JAKARTA (Lentera) -Direktur Eksekutif Amnesty Internasional Indonesia Usman Hamid berharap Mahkamah Konstitusi (MK) menjatuhkan putusan yang historis dan bersejarah terhadap lima gugatan uji formal terhadap Undang-Undang Nomor 3 Tahun 2025 tentang Tentara Nasional Indonesia (TNI).
Menurut rencana, lima gugatan uji formal terhadap Undang-Undang Nomor 3 Tahun 2025 tentang Tentara Nasional Indonesia (TNI) bakal diputus oleh MK pada Rabu (17/9/2025) besok.
"Kami semua di sini sangat berharap bahwa Mahkamah Konstitusi besok melahirkan atau menjatuhkan putusan yang bersifat historis, putusan bersejarah. Bukan sekadar putusan perkara biasa," kata Usman dalam konferensi pers daring, Selasa (16/9/2025).

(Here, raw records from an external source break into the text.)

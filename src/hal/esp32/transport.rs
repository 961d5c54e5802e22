//! Host packet transport over UART.

use crate::traits::{PacketTransport, INBOUND_PACKET_LEN, REPLY_PACKET_LEN};
use esp_idf_hal::delay::NON_BLOCK;
use esp_idf_hal::uart::UartDriver;

/// UART-backed packet link.
///
/// Inbound bytes accumulate in a fixed buffer until a full
/// [`INBOUND_PACKET_LEN`]-byte frame is present; partial frames stay
/// buffered across polls. Reads are non-blocking and replies go out as one
/// contiguous write.
pub struct Esp32Transport<'d> {
    uart: UartDriver<'d>,
    acc: [u8; INBOUND_PACKET_LEN],
    fill: usize,
}

impl<'d> Esp32Transport<'d> {
    /// Wraps a configured UART driver.
    pub fn new(uart: UartDriver<'d>) -> Self {
        Self {
            uart,
            acc: [0u8; INBOUND_PACKET_LEN],
            fill: 0,
        }
    }
}

impl PacketTransport for Esp32Transport<'_> {
    fn try_recv(&mut self, buf: &mut [u8; INBOUND_PACKET_LEN]) -> usize {
        if self.fill < INBOUND_PACKET_LEN {
            if let Ok(n) = self.uart.read(&mut self.acc[self.fill..], NON_BLOCK) {
                self.fill += n;
            }
        }
        if self.fill < INBOUND_PACKET_LEN {
            return 0;
        }
        buf.copy_from_slice(&self.acc);
        self.fill = 0;
        INBOUND_PACKET_LEN
    }

    fn send(&mut self, packet: &[u8; REPLY_PACKET_LEN]) {
        // TX queue full is the only failure mode here; the host treats a
        // missing reply like a dropped packet and re-polls.
        let _ = self.uart.write(packet);
    }
}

"Khususnya amanat konstitusi kepada para penyelenggara negara agar menjaga demokrasi dari ancaman atau potensi ancaman kembalinya militerisme," ucap dia.
Menurut Usman, militerisme adalah intervensi militer secara langsung dalam kehidupan, pemerintahan, dan masyarakat, termasuk keterlibatan struktural yang tidak langsung dalam urusan politik, pemerintahan, bahkan ekonomi.
"Mandat dari konstitusi adalah reformasi sektor keamanan. Keamanan dalam pengertian besar di dalamnya tercantum pertahanan dan keamanan yang harus dipisahkan," ucap Usman.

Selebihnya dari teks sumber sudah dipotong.